In a wider sense, the project also strives to open up comparative vistas on a number of issues of global significance such as discourses about a desirable social order and the means to achieve it; the inculcation of values and their effectiveness in bringing about order; the social basis and organization of agencies of security and their interactions with the population; systems and practices of knowledge intended to ensure the legibility of the population; the extraction of wealth by state agencies and non-state elites, its consequences for the population and its effects on the nature of power structures both in and outside the state; the objectives and limits of state control; the emergence of patterns of self-organization among groups and populations as well as intergroup conflicts; reactions to top-down attempts at imposing order, ranging from internalization and compliance over open resistance to withdrawal and the creation of alternative value systems and forms of social mobilization (cf. Albert Hirschmann on “exit,” “voice,” and “loyalty”). These and other, related issues will inform the direction that our research program will take in the long term in order to involve scholars from other specializations and to attract the interest of a general audience.

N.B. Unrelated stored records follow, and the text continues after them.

//! storyreel turns a narration script into a vertical short-form video.
//!
//! The pipeline runs six stages in order:
//!
//! - chunk the script for speech synthesis and split it into scene paragraphs ([`text`])
//! - synthesize and join the narration ([`speech`])
//! - mix it over a topic music bed ([`audio`])
//! - allocate scenes across the mixed duration ([`scene`])
//! - animate each scene image with a slow zoom ([`motion`])
//! - concatenate the clips under the mixed audio and encode ([`compile`])
//!
//! [`Pipeline`] wires them to the external services.
#![forbid(unsafe_code)]

pub mod artifacts;
pub mod assets;
pub mod audio;
pub mod compile;
pub mod config;
pub mod encode;
pub mod foundation;
pub mod motion;
pub mod pipeline;
pub mod scene;
pub mod services;
pub mod speech;
pub mod text;

pub use crate::foundation::core::{Canvas, Fps, FrameIndex};
pub use crate::foundation::error::{ReelError, ReelResult};

pub use crate::audio::mix::{AudioMixer, MixParams, MixedTrack};
pub use crate::audio::music::MusicLibrary;
pub use crate::audio::pcm::{AudioCodec, FfmpegCodec, Pcm, RawPcmCodec};
pub use crate::compile::{CompileReport, VideoCompiler};
pub use crate::config::{Credentials, PipelineConfig};
pub use crate::encode::ffmpeg::{FfmpegSink, FfmpegSinkOpts, FfmpegTarget, is_ffmpeg_on_path};
pub use crate::encode::sink::{AudioInputConfig, FrameSink, InMemorySink, SinkConfig, VideoTarget};
pub use crate::motion::{KenBurnsClip, MotionEffect, ZoomRange};
pub use crate::pipeline::{
    GenerationOutcome, GenerationRequest, Pipeline, Progress, SceneSummary, Services,
};
pub use crate::scene::Scene;
pub use crate::services::{
    GoogleTts, HttpImageGenerator, ImageGenerator, OpenAiPrompter, ScenePrompter,
};
pub use crate::speech::{
    AudioEncoding, NarrationTrack, PronunciationOverrides, SpeechAssembler, SpeechInput,
    SpeechRequest, SpeechSynthesizer,
};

In the second stage, the plan will gradually involve also experts in other area studies (Northeast Asia, Inner Asia, Southeast Asia, South Asia and MENA). The plan is further structured into several interrelated, topically and disciplinarily framed research panels. Rather than clearly delineated teams pursuing particular research projects, the panels are conceived as forums for effecting interaction and research cooperation across specific geographical areas and time periods. The activities of the Oriental Institute are also closely coordinated with university teaching and the training of future Asian Studies experts, namely with Charles University in Prague. In a long-term perspective, the Oriental Institute aims to establish an international interdisciplinary cluster of expertise in Asian area studies.


Foundations of Power

Power relationships call for explanation or justification in political, moral, historical, or religious terms. At the very least, they need to be masked in ways that make their presence appear unquestionable or agreeable, which may be achieved by naturalizing them or by presenting them as inevitable, benign, or beneficial. Various strategies to attain these ends may be observed in different periods and societies, and their comparative analysis promises to shed light on the moral and ideological convictions that have made hierarchical social relationships acceptable in various contexts or, on the contrary, on historical ruptures which mark times when received justifications of power became contested. This part of the project, which will focus on ideological, religious, and philosophical facets of power, will investigate how power relationships are being conceptualized and contested in interactions between non-state actors as well as between social groups and the state.

Representations of Power

In order for power to effect an abiding influence, it has to make itself felt in other ways than by blunt coercion. It needs to be communicated through symbolic forms of representation. Displays of power may assume various guises such as conspicuous consumption, patronage of artworks, displays of military potential, royal progressions, elaborate ritual, and monumental architecture. To explore symbolic projections of power, this section of the project will explore the potential of such fields as art history, archaeology, and cultural history.

Structures of Power

States rely on institutions and administrative structures in order to assess and extract resources, to enforce laws and regulations, to threaten and apply violence internally as well as externally, and to gather and process information. Just as states develop institutions, however, so do all manner of social groups which form such organizations as lineages, guilds, provincial associations, religious orders, and temple associations in order to articulate and pursue their collective interests vis-à-vis the state or other non-state actors. This section of the project is devoted to the analysis of such structures through which power is concentrated and exercised both on the level of the state and the level of society.